I'm calling an end to the fourth draft and doing the "save as" and "create a new folder" and all that stuff to establish the fifth draft, which I'll start soon.
These are really arbitrary boundaries between one boundary and another. For example, during the "fourth draft" I went all the way through the manuscript twice. How is that not two different drafts? It has something to do without how much of a mental reset I'm doing. I guess a lot of the time, the stuff I'm doing on the second time through is stuff that I was aware needed to be done and that I postponed, so I consider it part of the same workload. I'm just not doing it in perfect sequential order. Like if a page needs for a paragraph to be added, a decision about whether to change a character's name, close fine editing of the sentences that are there and a read to see if there's a way that I can punch up the language, I might have the energy to focus on about half of that on one pass through and leave the other half for later. But since I was aware of all of it, I think of it as work on the same draft. Then, at a certain point, I either am aware of no problems any more or aware only of problems that I feel like I need some psychic distance from in order to tackle, then I feel like I'm moving from one draft to another.
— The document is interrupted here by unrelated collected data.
//! The public bus handle.
//!
//! A [`Bus`] is a cheap, cloneable front for one dispatcher task. All of its
//! mutating calls are fire-and-forget: they put a command on the bounded queue
//! and return once it is queued, not once it has taken effect.
//!
//! When the queue is full, callers wait for room. That wait has no upper bound
//! other than cancellation: once the bus's token is cancelled, a waiting call
//! returns without queueing anything.

use crate::conduit::Conduit;
use crate::config::BusConfig;
use crate::dispatcher::{Command, Dispatcher, Subscription};
use crate::error::BusError;
use crate::id::IdGenerator;
use crate::message::{Data, Message};
use crate::warner::Warner;
use std::any::Any;
use std::fmt;
use std::sync::atomic::{AtomicBool, Ordering};
use std::sync::Arc;
use tokio::sync::mpsc;
use tokio_util::sync::CancellationToken;
use tracing::{debug, trace};

/// Handle to a running message bus.
#[derive(Clone)]
pub struct Bus {
    commands: mpsc::Sender<Command>,
    token: CancellationToken,
    stopped: CancellationToken,
    ids: Arc<IdGenerator>,
    drop_slow_consumers: Arc<AtomicBool>,
}

impl Bus {
    /// Create a bus with default configuration and start its dispatcher.
    ///
    /// The bus runs until `token` is cancelled or every handle is dropped.
    ///
    /// # Panics
    ///
    /// Panics if called outside a tokio runtime.
    #[must_use]
    pub fn new(token: CancellationToken, warner: Option<Arc<dyn Warner>>) -> Self {
        Self::spawn(BusConfig::default(), token, warner)
    }

    /// Create a bus with custom configuration and start its dispatcher.
    ///
    /// # Errors
    ///
    /// Returns an error if the configuration is invalid.
    ///
    /// # Panics
    ///
    /// Panics if called outside a tokio runtime.
    pub fn with_config(
        config: BusConfig,
        token: CancellationToken,
        warner: Option<Arc<dyn Warner>>,
    ) -> Result<Self, BusError> {
        config.validate()?;
        Ok(Self::spawn(config, token, warner))
    }

    fn spawn(config: BusConfig, token: CancellationToken, warner: Option<Arc<dyn Warner>>) -> Self {
        debug!("Creating bus with config: {:?}", config);

        let (commands, receiver) = mpsc::channel(config.queue_capacity);
        let drop_slow_consumers = Arc::new(AtomicBool::new(config.drop_slow_consumers));
        let stopped = CancellationToken::new();

        let mut dispatcher = Dispatcher::new(
            receiver,
            token.clone(),
            drop_slow_consumers.clone(),
            config.delivery_timeout(),
            warner,
        );
        let guard = stopped.clone().drop_guard();
        tokio::spawn(async move {
            let _guard = guard;
            dispatcher.run().await;
        });

        Self {
            commands,
            token,
            stopped,
            ids: Arc::new(IdGenerator::new()),
            drop_slow_consumers,
        }
    }

    /// Publish `data` on `topic`.
    ///
    /// Empty topics are ignored. The data is moved behind one shared reference
    /// that every subscriber receives.
    pub async fn publish<T>(&self, topic: impl Into<String>, data: T)
    where
        T: Any + Send + Sync,
    {
        let topic = topic.into();
        if topic.is_empty() {
            return;
        }
        self.enqueue(Command::Publish(Arc::new(Message::new(topic, data))))
            .await;
    }

    /// Publish an existing shared data reference on `topic`.
    ///
    /// Subscribers receive the very same reference.
    pub async fn publish_shared(&self, topic: impl Into<String>, data: Data) {
        self.publish_message(Message::from_shared(topic, data)).await;
    }

    /// Publish a prebuilt message. Messages with an empty topic are ignored.
    pub async fn publish_message(&self, message: Message) {
        if message.topic.is_empty() {
            return;
        }
        self.enqueue(Command::Publish(Arc::new(message))).await;
    }

    /// Subscribe `conduit` to `topics`.
    ///
    /// Takes effect once the dispatcher reaches the request. Each subscribed
    /// topic is announced on its `sub_` meta-topic with the conduit as data.
    ///
    /// The subscription lasts until [`Bus::unsubscribe`], or until eviction
    /// when slow consumers are dropped. Dropping the conduit's receiver does
    /// not end it under the default policy.
    pub async fn subscribe<I>(&self, conduit: &Conduit, topics: I)
    where
        I: IntoIterator,
        I::Item: Into<String>,
    {
        self.enqueue_subscription(conduit, topics, true).await;
    }

    /// Unsubscribe `conduit` from `topics`.
    ///
    /// Takes effect once the dispatcher reaches the request. Each topic is
    /// announced on its `unsub_` meta-topic with the conduit as data.
    pub async fn unsubscribe<I>(&self, conduit: &Conduit, topics: I)
    where
        I: IntoIterator,
        I::Item: Into<String>,
    {
        self.enqueue_subscription(conduit, topics, false).await;
    }

    /// Return a new unique identifier. Does not go through the dispatcher.
    #[must_use]
    pub fn next_id(&self) -> String {
        self.ids.next()
    }

    /// Whether slow consumers are evicted instead of waited on.
    #[must_use]
    pub fn drop_slow_consumers(&self) -> bool {
        self.drop_slow_consumers.load(Ordering::Relaxed)
    }

    /// Switch the backpressure policy.
    ///
    /// Advisory: a fan-out already in progress may see either value.
    pub fn set_drop_slow_consumers(&self, enabled: bool) {
        self.drop_slow_consumers.store(enabled, Ordering::Relaxed);
    }

    /// Get the token that shuts the bus down.
    #[must_use]
    pub fn cancellation_token(&self) -> &CancellationToken {
        &self.token
    }

    /// Check if the bus has been cancelled or its dispatcher has exited.
    #[must_use]
    pub fn is_closed(&self) -> bool {
        self.token.is_cancelled() || self.stopped.is_cancelled()
    }

    /// Wait until the dispatcher has exited and cleared its registry.
    pub async fn stopped(&self) {
        self.stopped.cancelled().await;
    }

    async fn enqueue_subscription<I>(&self, conduit: &Conduit, topics: I, active: bool)
    where
        I: IntoIterator,
        I::Item: Into<String>,
    {
        let topics: Vec<String> = topics
            .into_iter()
            .map(Into::into)
            .filter(|t: &String| !t.is_empty())
            .collect();
        if topics.is_empty() {
            return;
        }
        self.enqueue(Command::Subscription(Subscription {
            topics,
            conduit: conduit.clone(),
            active,
        }))
        .await;
    }

    async fn enqueue(&self, command: Command) {
        tokio::select! {
            biased;
            _ = self.token.cancelled() => {
                trace!("Bus cancelled, command dropped");
            }
            res = self.commands.send(command) => {
                if res.is_err() {
                    trace!("Dispatcher gone, command dropped");
                }
            }
        }
    }
}

impl fmt::Debug for Bus {
    fn fmt(&self, f: &mut fmt::Formatter<'_>) -> fmt::Result {
        f.debug_struct("Bus")
            .field("queue_capacity", &self.commands.max_capacity())
            .field("drop_slow_consumers", &self.drop_slow_consumers())
            .field("closed", &self.is_closed())
            .finish()
    }
}
//! Error types for the bus.
//!
//! Publishing and subscribing never fail from the caller's point of view; the
//! only errors are raised while building a bus from a configuration.

use thiserror::Error;

/// Bus errors.
#[derive(Debug, Error, PartialEq, Eq)]
pub enum BusError {
    /// Invalid bus configuration.
    #[error("Invalid configuration: {0}")]
    InvalidConfig(&'static str),
}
That's where I am now. One major thing that has happened is that my wife read the entire typescript, front to back, for the first time over the weekend. (She had heard me read the first draft aloud as it was written and had looked at specific sections as I struggled with revision.) Discounting some for her bias, she has me convinced that I'm close to finished. The changes she outlined are not a lot of work, so my plan is for draft 5, whenever I get to it, to be a very short process and to look not terribly different from draft 4. (There were probably more differences between the two different passes of draft 4.) I have another reader lined up and I want to get it into their hands within a couple weeks if I can.
I'm also getting feedback this week from my writer's group, but that's only on a small section of it.
If I'm lucky, I'll get in three working days this week, but I don't know.
In any case, by not exactly the route I had planned, I'm getting to the destination in about the timeline I had hoped for last January -- to have it "done" by the end of this semester, which is in about 2 1/2 weeks. That's assuming I don't discover a crisis during work on the draft 5.